Comment by jasode

Comment by jasode 6 hours ago

4 replies

>RSS is just a protocol. You could make a reader now with any algorithm you want that displays feeds.

Your proposal to filter on the client side where the RSS reader runs can't do what the gp wants: algorithmic suggestions on the _server_ side.

The issue of an AI algorithm applied to client-side-RSS is it's limited to the closed set items of the particular feed(s) that RSS happened to download of whatever websites the user pre-defined in the white-list.

Example of inherent client-side limitation would be how Youtube works:

- a particular Youtube channel about power tools : can use RSS to get a feed of that channel. Then use further customized client filtering (local AI LLM) to ignore any videos that talk about politics instead of tools.

- the Youtube algorithm of suggested and related videos to discover unknown channels or topics : RSS can't subscribe to this so there's no ability to filter on the client side. Either Youtube itself would have to offer a "Suggested Videos as RSS feed" -- which it doesn't -- or -- a 3rd party SaaS website has to constantly scrape millions of Youtube videos and then offer it as a RSS feed. That's not realistic as Google would ban that 3rd-party scraper but let's pretend it was allowed... getting millions of XML records to filter it client-side to throw away 99% of it is not ideal. So you're still back to filtering it on the server side to make the RSS feed managable.

In the "explore-vs-exploit" framework, the "explore" phase is more efficiently accomplished with server-side algorithms. The "exploit" phase is where RSS can be used.

- "explore" : use https://youtube.com and its server-side algorithms to navigate billions of videos to find new topics and content creators. Then add interesting channel to RSS whitelist.

- "exploit" : use RSS to get updates of a particular channel

EvanAnderson 7 minutes ago

> Example of inherent client-side limitation would be how Youtube works: > ...

I thought about this problem a long time ago but never did anything substantive with it. I guess I'll articulate it here, off-the-cuff:

People used to post a "blogroll" (and sometimes an OPML file) to their personal blogs describing feeds they followed. That was one way to do decentralized recommendations, albeit manually since there was no well-known URL convention for publishing OPML files. If there was a well-known URL convention for publishing OPML files a client could build a recommendation graph. That would be neat but would only provide feed-level recommendation. Article-level recommendation would be cooler.
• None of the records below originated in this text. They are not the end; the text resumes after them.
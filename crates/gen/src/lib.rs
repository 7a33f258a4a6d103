//! Dungeon generation pipeline.
//!
//! A run resets the grid, places a starting room at the centre plus up to
//! `max_rooms - 1` more, links them into one graph with carved corridors,
//! adds vertical links between stacked rooms, attaches invisible barriers and
//! rolls occupants.
//!
//! # Invariants
//! - Single-threaded; phases run in a fixed order within one call.
//! - All randomness comes from one injected, seedable generator.
//! - Running out of placement trials shrinks the dungeon, it never fails it.
//! - After connection every placed room is reachable from every other.

pub mod barriers;
pub mod config;
pub mod corridors;
pub mod dungeon;
pub mod error;
pub mod generator;
pub mod layout;
pub mod placement;
pub mod populate;
pub mod prefab;

pub use barriers::{BarrierSide, BarrierSpec, BoundaryAttacher};
pub use config::DungeonConfig;
pub use corridors::{ConnectionStats, CorridorConnector, corridor_path};
pub use dungeon::{Corridor, Dungeon, Occupant, PlacedBarrier, Room, RoomId};
pub use error::{ConfigError, GenerationError};
pub use generator::{DungeonGenerator, GenerationReport, GenerationState};
pub use layout::DungeonLayout;
pub use placement::RoomPlacer;
pub use populate::{PopulationStats, Populator};
pub use prefab::PrefabSet;

pub fn crate_info() -> &'static str {
    "delve-gen v0.1.0"
}

#[cfg(test)]
mod tests {
    use super::*;

    #[test]
    fn crate_loads() {
        assert!(crate_info().contains("gen"));
    }
}
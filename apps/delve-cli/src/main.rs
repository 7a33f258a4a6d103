use std::path::PathBuf;

use anyhow::Context;
use clap::{Args, Parser, Subcommand};
use delve_common::EntityKind;
use delve_gen::{DungeonConfig, DungeonGenerator, PrefabSet};
use delve_kernel::Scene;
use delve_tools::DungeonInspector;
use tracing_subscriber::EnvFilter;

#[derive(Parser)]
#[command(name = "delve", about = "CLI tool for procedural dungeon generation")]
struct Cli {
    /// Enable verbose logging
    #[arg(short, long)]
    verbose: bool,

    #[command(subcommand)]
    command: Commands,
}

#[derive(Subcommand)]
enum Commands {
    /// Print version and crate info
    Info,
    /// Generate a dungeon and print its summary
    Generate {
        #[command(flatten)]
        params: Params,
        /// Print the full layout as JSON instead of a summary
        #[arg(long)]
        json: bool,
        /// Write the layout JSON to a file
        #[arg(short, long)]
        output: Option<PathBuf>,
    },
    /// Generate several dungeons and check each one's structure
    Validate {
        #[command(flatten)]
        params: Params,
        /// Number of consecutive seeds to check
        #[arg(short, long, default_value = "100")]
        runs: u64,
    },
}

/// Config file plus per-field overrides.
#[derive(Args)]
struct Params {
    /// YAML or JSON config file
    #[arg(short, long)]
    config: Option<PathBuf>,
    /// RNG seed for deterministic generation
    #[arg(short, long)]
    seed: Option<u64>,
    #[arg(long)]
    grid_size: Option<u32>,
    #[arg(long)]
    cell_size: Option<f32>,
    #[arg(long)]
    min_rooms: Option<u32>,
    #[arg(long)]
    max_rooms: Option<u32>,
    /// Skip invisible room barriers
    #[arg(long)]
    no_barriers: bool,
}

impl Params {
    fn resolve(&self) -> anyhow::Result<DungeonConfig> {
        let mut config = match &self.config {
            Some(path) => DungeonConfig::load(path)
                .with_context(|| format!("loading config {}", path.display()))?,
            None => DungeonConfig::default(),
        };
        if let Some(seed) = self.seed {
            config.seed = Some(seed);
        }
        if let Some(size) = self.grid_size {
            config.grid_size = size;
        }
        if let Some(cell) = self.cell_size {
            config.cell_size = cell;
        }
        if let Some(min) = self.min_rooms {
            config.min_rooms = min;
        }
        if let Some(max) = self.max_rooms {
            config.max_rooms = max;
        }
        if self.no_barriers {
            config.enable_room_barriers = false;
        }
        config.validate()?;
        Ok(config)
    }
}

fn main() -> anyhow::Result<()> {
    let cli = Cli::parse();

    let filter = if cli.verbose { "debug" } else { "info" };
    let filter = EnvFilter::try_from_default_env().unwrap_or_else(|_| EnvFilter::new(filter));
    tracing_subscriber::fmt()
        .with_env_filter(filter)
        .with_writer(std::io::stderr)
        .init();

    match cli.command {
        Commands::Info => {
            println!("delve v{}", env!("CARGO_PKG_VERSION"));
            println!("kernel: entities={}", Scene::new().entity_count());
            println!("grid: {}", delve_grid::crate_info());
            println!("gen: {}", delve_gen::crate_info());
            println!("tools: {}", delve_tools::crate_info());
            let kinds: Vec<String> = EntityKind::ALL.iter().map(|k| k.to_string()).collect();
            println!("entity kinds: {}", kinds.join(", "));
        }
        Commands::Generate {
            params,
            json,
            output,
        } => {
            let config = params.resolve()?;
            let mut generator = DungeonGenerator::new(config, PrefabSet::placeholders());
            let report = generator.generate()?;
            let layout = generator
                .layout()
                .context("generator finished without a layout")?;

            if let Some(path) = &output {
                std::fs::write(path, layout.to_json()?)
                    .with_context(|| format!("writing {}", path.display()))?;
                tracing::info!(path = %path.display(), "layout written");
            }

            if json {
                println!("{}", layout.to_json()?);
            } else {
                println!(
                    "Generated: seed={} rooms={}/{} tree={} loops={} vertical={}",
                    report.seed,
                    report.placed_rooms,
                    report.requested_rooms,
                    report.tree_edges,
                    report.loop_edges,
                    report.vertical_links
                );
                println!("{}", DungeonInspector::summary(generator.dungeon()));
                for room in DungeonInspector::list_rooms(generator.dungeon()) {
                    println!("  {room}");
                }
                let spawn = generator.first_room_position();
                println!("Spawn point: ({:.2}, {:.2}, {:.2})", spawn.x, spawn.y, spawn.z);
            }
        }
        Commands::Validate { params, runs } => {
            let config = params.resolve()?;
            let base = config.seed.unwrap_or(0);
            let mut generator = DungeonGenerator::new(config, PrefabSet::placeholders());

            let mut failures = 0u64;
            for seed in base..base.saturating_add(runs) {
                generator.generate_with_seed(seed)?;
                let report = DungeonInspector::validate(generator.dungeon());
                if !report.is_ok() {
                    failures += 1;
                    println!("seed {seed}: {report}");
                }
            }
            println!(
                "Validated {runs} runs from seed {base}: {}",
                if failures == 0 { "OK" } else { "FAILED" }
            );
            if failures > 0 {
                anyhow::bail!("{failures} of {runs} runs failed validation");
            }
        }
    }

    Ok(())
}
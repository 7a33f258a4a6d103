use delve_common::EntityKind;
use delve_grid::CellState;
use glam::Vec3;
use rand::rngs::StdRng;
use rand::{Rng, SeedableRng};
use serde::{Deserialize, Serialize};

use crate::barriers::BoundaryAttacher;
use crate::config::DungeonConfig;
use crate::corridors::CorridorConnector;
use crate::dungeon::{Dungeon, RoomId};
use crate::error::GenerationError;
use crate::layout::DungeonLayout;
use crate::placement::RoomPlacer;
use crate::populate::Populator;
use crate::prefab::PrefabSet;

/// Pipeline phase the generator is in, or last finished.
#[derive(Debug, Clone, Copy, PartialEq, Eq, Hash, Serialize, Deserialize)]
pub enum GenerationState {
    Idle,
    Resetting,
    PlacingRooms,
    Connecting,
    Populating,
    Ready,
}

/// What one `generate` call produced.
#[derive(Debug, Clone, Default, PartialEq, Eq, Serialize, Deserialize)]
pub struct GenerationReport {
    pub seed: u64,
    /// Random target drawn from `min_rooms..=max_rooms`.
    pub requested_rooms: usize,
    /// Rooms actually placed; lower than requested when placement ran dry.
    pub placed_rooms: usize,
    pub tree_edges: usize,
    pub loop_edges: usize,
    pub vertical_links: usize,
    pub corridor_cells: usize,
    pub barriers: usize,
    pub enemies: usize,
    pub treasures: usize,
    /// Entities released from the previous pass.
    pub despawned: usize,
}

/// Drives reset → placement → connection → barriers → population.
///
/// Every call to [`generate`](Self::generate) rebuilds the whole dungeon from
/// scratch. Invalid configuration and missing prefabs are reported before any
/// teardown, so a failed call leaves the previous dungeon in place.
#[derive(Debug, Clone)]
pub struct DungeonGenerator {
    config: DungeonConfig,
    prefabs: PrefabSet,
    dungeon: Dungeon,
    state: GenerationState,
    last_seed: Option<u64>,
}

impl DungeonGenerator {
    pub fn new(config: DungeonConfig, prefabs: PrefabSet) -> Self {
        let dungeon = Dungeon::new(0, config.cell_size, config.origin);
        Self {
            config,
            prefabs,
            dungeon,
            state: GenerationState::Idle,
            last_seed: None,
        }
    }

    pub fn config(&self) -> &DungeonConfig {
        &self.config
    }

    /// Replace the config used by subsequent runs.
    pub fn set_config(&mut self, config: DungeonConfig) {
        self.config = config;
    }

    pub fn prefabs(&self) -> &PrefabSet {
        &self.prefabs
    }

    pub fn state(&self) -> GenerationState {
        self.state
    }

    pub fn dungeon(&self) -> &Dungeon {
        &self.dungeon
    }

    pub fn dungeon_mut(&mut self) -> &mut Dungeon {
        &mut self.dungeon
    }

    /// Seed of the last completed run.
    pub fn seed(&self) -> Option<u64> {
        self.last_seed
    }

    pub fn room_count(&self) -> usize {
        self.dungeon.room_count()
    }

    /// Generate with the configured seed, or a fresh one when none is set.
    pub fn generate(&mut self) -> Result<GenerationReport, GenerationError> {
        let seed = self.config.seed.unwrap_or_else(rand::random);
        self.generate_with_seed(seed)
    }

    pub fn generate_with_seed(&mut self, seed: u64) -> Result<GenerationReport, GenerationError> {
        let mut rng = StdRng::seed_from_u64(seed);
        self.run(seed, &mut rng)
    }

    fn run(&mut self, seed: u64, rng: &mut impl Rng) -> Result<GenerationReport, GenerationError> {
        let _span = tracing::info_span!("generate", seed).entered();
        self.config.validate()?;
        self.prefabs.check(&self.config)?;
        let cfg = &self.config;
        let placer = RoomPlacer::new(self.prefabs.require(EntityKind::Room)?)
            .with_trials(cfg.placement_trials);
        let connector = CorridorConnector::new(
            self.prefabs.require(EntityKind::Corridor)?,
            self.prefabs.require(EntityKind::VerticalCorridor)?,
        )
        .with_loop_edge_ratio(cfg.loop_edge_ratio);
        let attacher = BoundaryAttacher::new(cfg.barrier_edge_offset, cfg.barrier_thickness);
        let populator = Populator::new(
            cfg.enemy_spawn_chance,
            cfg.treasure_spawn_chance,
            self.prefabs.get(EntityKind::Enemy),
            self.prefabs.get(EntityKind::Treasure),
        );
        let mut report = GenerationReport {
            seed,
            ..GenerationReport::default()
        };

        self.state = GenerationState::Resetting;
        report.despawned = self
            .dungeon
            .reset(cfg.grid_size, cfg.cell_size, cfg.origin);

        self.state = GenerationState::PlacingRooms;
        report.requested_rooms = rng.gen_range(cfg.min_rooms..=cfg.max_rooms) as usize;
        placer.place_room_at_center(&mut self.dungeon);
        for _ in 1..report.requested_rooms {
            placer.try_place_room(&mut self.dungeon, rng);
        }
        report.placed_rooms = self.dungeon.room_count();
        if report.placed_rooms < report.requested_rooms {
            tracing::warn!(
                requested = report.requested_rooms,
                placed = report.placed_rooms,
                "placed fewer rooms than requested"
            );
        }

        self.state = GenerationState::Connecting;
        let stats = connector.connect_rooms(&mut self.dungeon, rng);
        report.tree_edges = stats.tree_edges;
        report.loop_edges = stats.loop_edges;
        report.vertical_links = connector.connect_vertical_rooms(&mut self.dungeon);
        report.corridor_cells = self.dungeon.grid().cells_in_state(CellState::Corridor).len();
        if cfg.enable_room_barriers {
            for i in 0..self.dungeon.room_count() {
                report.barriers += attacher.attach(&mut self.dungeon, RoomId(i));
            }
        }

        self.state = GenerationState::Populating;
        let population = populator.populate(&mut self.dungeon, rng);
        report.enemies = population.enemies;
        report.treasures = population.treasures;

        self.state = GenerationState::Ready;
        self.last_seed = Some(seed);
        tracing::info!(
            rooms = report.placed_rooms,
            corridors = report.corridor_cells,
            loops = report.loop_edges,
            vertical = report.vertical_links,
            enemies = report.enemies,
            treasures = report.treasures,
            "dungeon ready"
        );
        Ok(report)
    }

    /// Tear the dungeon down without building a new one. The emptied grid
    /// keeps the dimensions and origin of the dungeon it replaces.
    pub fn clear(&mut self) -> usize {
        let grid = self.dungeon.grid();
        let (size, cell_size) = (grid.size(), grid.cell_size());
        let origin = self.dungeon.origin();
        let removed = self.dungeon.reset(size, cell_size, origin);
        self.state = GenerationState::Idle;
        self.last_seed = None;
        removed
    }

    /// Delete one room's barriers, leaving the room in place.
    pub fn remove_barriers(&mut self, room: RoomId) -> usize {
        BoundaryAttacher::new(self.config.barrier_edge_offset, self.config.barrier_thickness)
            .remove_barriers(&mut self.dungeon, room)
    }

    /// Spawn point for the player: the first room's world position, or the
    /// origin the current dungeon was built around when no room exists.
    pub fn first_room_position(&self) -> Vec3 {
        self.dungeon
            .rooms()
            .first()
            .map(|r| r.position())
            .unwrap_or(self.dungeon.origin())
    }

    /// Snapshot of the current dungeon; `None` until a run has completed.
    pub fn layout(&self) -> Option<DungeonLayout> {
        self.last_seed
            .map(|seed| DungeonLayout::capture(&self.dungeon, seed))
    }
}

#[cfg(test)]
mod tests {
    use super::*;
    use crate::error::ConfigError;

    fn config() -> DungeonConfig {
        DungeonConfig {
            grid_size: 5,
            cell_size: 0.2,
            min_rooms: 4,
            max_rooms: 8,
            seed: Some(1234),
            ..DungeonConfig::default()
        }
    }

    #[test]
    fn starts_idle_with_origin_spawn() {
        let g = DungeonGenerator::new(config(), PrefabSet::placeholders());
        assert_eq!(g.state(), GenerationState::Idle);
        assert_eq!(g.room_count(), 0);
        assert_eq!(g.first_room_position(), Vec3::ZERO);
        assert!(g.layout().is_none());
    }

    #[test]
    fn generate_reaches_ready() {
        let mut g = DungeonGenerator::new(config(), PrefabSet::placeholders());
        let report = g.generate().unwrap();
        assert_eq!(g.state(), GenerationState::Ready);
        assert_eq!(report.seed, 1234);
        assert_eq!(report.placed_rooms, g.room_count());
        assert!((4..=8).contains(&report.requested_rooms));
        assert!(report.placed_rooms <= report.requested_rooms);
        assert!(g.dungeon().is_fully_connected());
    }

    #[test]
    fn first_room_is_at_grid_centre() {
        let mut g = DungeonGenerator::new(config(), PrefabSet::placeholders());
        g.generate().unwrap();
        let grid = g.dungeon().grid();
        assert_eq!(g.dungeon().rooms()[0].coord, grid.center());
        assert_eq!(g.first_room_position(), grid.grid_to_world(grid.center()));
    }

    #[test]
    fn invalid_config_keeps_previous_dungeon() {
        let mut g = DungeonGenerator::new(config(), PrefabSet::placeholders());
        g.generate().unwrap();
        let rooms = g.room_count();

        g.set_config(DungeonConfig {
            min_rooms: 9,
            max_rooms: 2,
            ..config()
        });
        let err = g.generate().unwrap_err();
        assert!(matches!(
            err,
            GenerationError::InvalidConfig(ConfigError::Invalid { .. })
        ));
        assert_eq!(g.room_count(), rooms);
        assert_eq!(g.state(), GenerationState::Ready);
    }

    #[test]
    fn missing_prefab_fails_generation() {
        let prefabs = PrefabSet {
            corridor: None,
            ..PrefabSet::placeholders()
        };
        let mut g = DungeonGenerator::new(config(), prefabs);
        assert!(matches!(
            g.generate(),
            Err(GenerationError::MissingPrefab(EntityKind::Corridor))
        ));
        assert_eq!(g.state(), GenerationState::Idle);
        assert!(g.dungeon().scene().is_empty());
    }

    #[test]
    fn clear_returns_to_idle() {
        let mut g = DungeonGenerator::new(config(), PrefabSet::placeholders());
        g.generate().unwrap();
        assert!(g.clear() > 0);
        assert_eq!(g.state(), GenerationState::Idle);
        assert!(g.dungeon().scene().is_empty());
        assert_eq!(g.dungeon().grid().occupied_count(), 0);
        assert_eq!(g.first_room_position(), Vec3::ZERO);
    }

    #[test]
    fn barriers_toggle() {
        let mut g = DungeonGenerator::new(
            DungeonConfig {
                enable_room_barriers: false,
                ..config()
            },
            PrefabSet::placeholders(),
        );
        let report = g.generate().unwrap();
        assert_eq!(report.barriers, 0);
        assert_eq!(g.dungeon().scene().count_kind(EntityKind::Barrier), 0);

        g.set_config(config());
        let report = g.generate().unwrap();
        assert_eq!(report.barriers, report.placed_rooms * 5);
    }

    #[test]
    fn remove_barriers_through_generator() {
        let mut g = DungeonGenerator::new(config(), PrefabSet::placeholders());
        g.generate().unwrap();
        assert_eq!(g.remove_barriers(RoomId(0)), 5);
        assert!(g.dungeon().rooms()[0].barriers().is_empty());
        assert_eq!(g.room_count(), g.dungeon().scene().count_kind(EntityKind::Room));
    }

    #[test]
    fn clear_and_spawn_follow_the_built_dungeon() {
        let origin = Vec3::new(4.0, 1.0, -2.0);
        let mut g = DungeonGenerator::new(
            DungeonConfig { origin, ..config() },
            PrefabSet::placeholders(),
        );
        g.generate().unwrap();

        // A new config only takes effect on the next generate.
        g.set_config(DungeonConfig {
            grid_size: 9,
            cell_size: 3.0,
            origin: Vec3::ZERO,
            ..config()
        });
        g.clear();
        let grid = g.dungeon().grid();
        assert_eq!(grid.size(), 5);
        assert_eq!(grid.cell_size(), 0.2);
        assert_eq!(g.dungeon().origin(), origin);
        assert_eq!(g.first_room_position(), origin);

        g.generate().unwrap();
        assert_eq!(g.dungeon().grid().size(), 9);
        assert_eq!(g.dungeon().origin(), Vec3::ZERO);
    }

    #[test]
    fn unseeded_runs_record_their_seed() {
        let mut g = DungeonGenerator::new(
            DungeonConfig {
                seed: None,
                ..config()
            },
            PrefabSet::placeholders(),
        );
        let report = g.generate().unwrap();
        assert_eq!(g.seed(), Some(report.seed));
        assert_eq!(g.layout().unwrap().seed, report.seed);
    }
}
One of the various federated/decentralized/whatever-Bluesky-is "modern" re-implementations of Twitter/NNTP could be used to drive article-level recommendations. I could see my feed reader emitting machine-readable recommendation messages based on ratings I give while browsing articles. I would consume these recommendations from others, and then could have lots of fun weighting recommendations based on social graph, algorithmic summary of the article body, etc.

jcgl 5 hours ago

GGP does express interest in Algorithm-as-a-Service (AaaS), but I don't see why AaaS or server-side anything would be required to have non-chronological feed algorithms. Client-side is perfectly suitable for the near-univeral case where feed servers don't overwhelm the client with spam (in which case you remove the offending server from your feed).

To your points about YouTube-style algorithmic discovery, I do agree that that would require the server to do things like you describe. So I think that there could be both client-side and server-side algorithms. In time, who knows? Maybe even some client-server protocol whereby the two could interact.

  • jasode 4 hours ago

    >, but I don't see why AaaS or server-side anything would be required to have non-chronological feed algorithms.

    You assume gp's idea of "non-chronological" feed means taking the already-small-subset-downloaed-by-RSS and running a client-side algorithm on it to re-order it. I'm not debating this point because this scenario is trivial and probably not what the gp is talking about.

    I'm saying gp's idea of "non-chronological" feed (where he emphasized "curation is not the problem") means he wants the huge list of interesting but unknown content filtered down into a smaller manageable list that's curated by some ranking/weights.

    The only technically feasible way to do curation/filtering algorithm on the unexplored vastness out on the internet -- trillions of pages and petabytes of content -- is on servers. That's the reasonable motivation for why gp wants Algorithm-as-a-Service. The issue is that the companies wealthy enough to run expensive datacenters to do that curation ... want to serve ads.

    • jcgl 4 hours ago

      Maybe you're right about what they meant. I'll not debate that.

      I will say that, for my purposes, I would definitely like an RSS reader that has more dynamic feed presentation. Maybe something that could watch and learn my preferences, taking into account engagement, time of day, and any number of other factors.

      What's more, with primarily text-oriented articles, the total number of articles can be extremely high before overwhelming the server or the client. And a sufficiently smart client needn't be shy about discarding articles that the user is unlikely to want to read.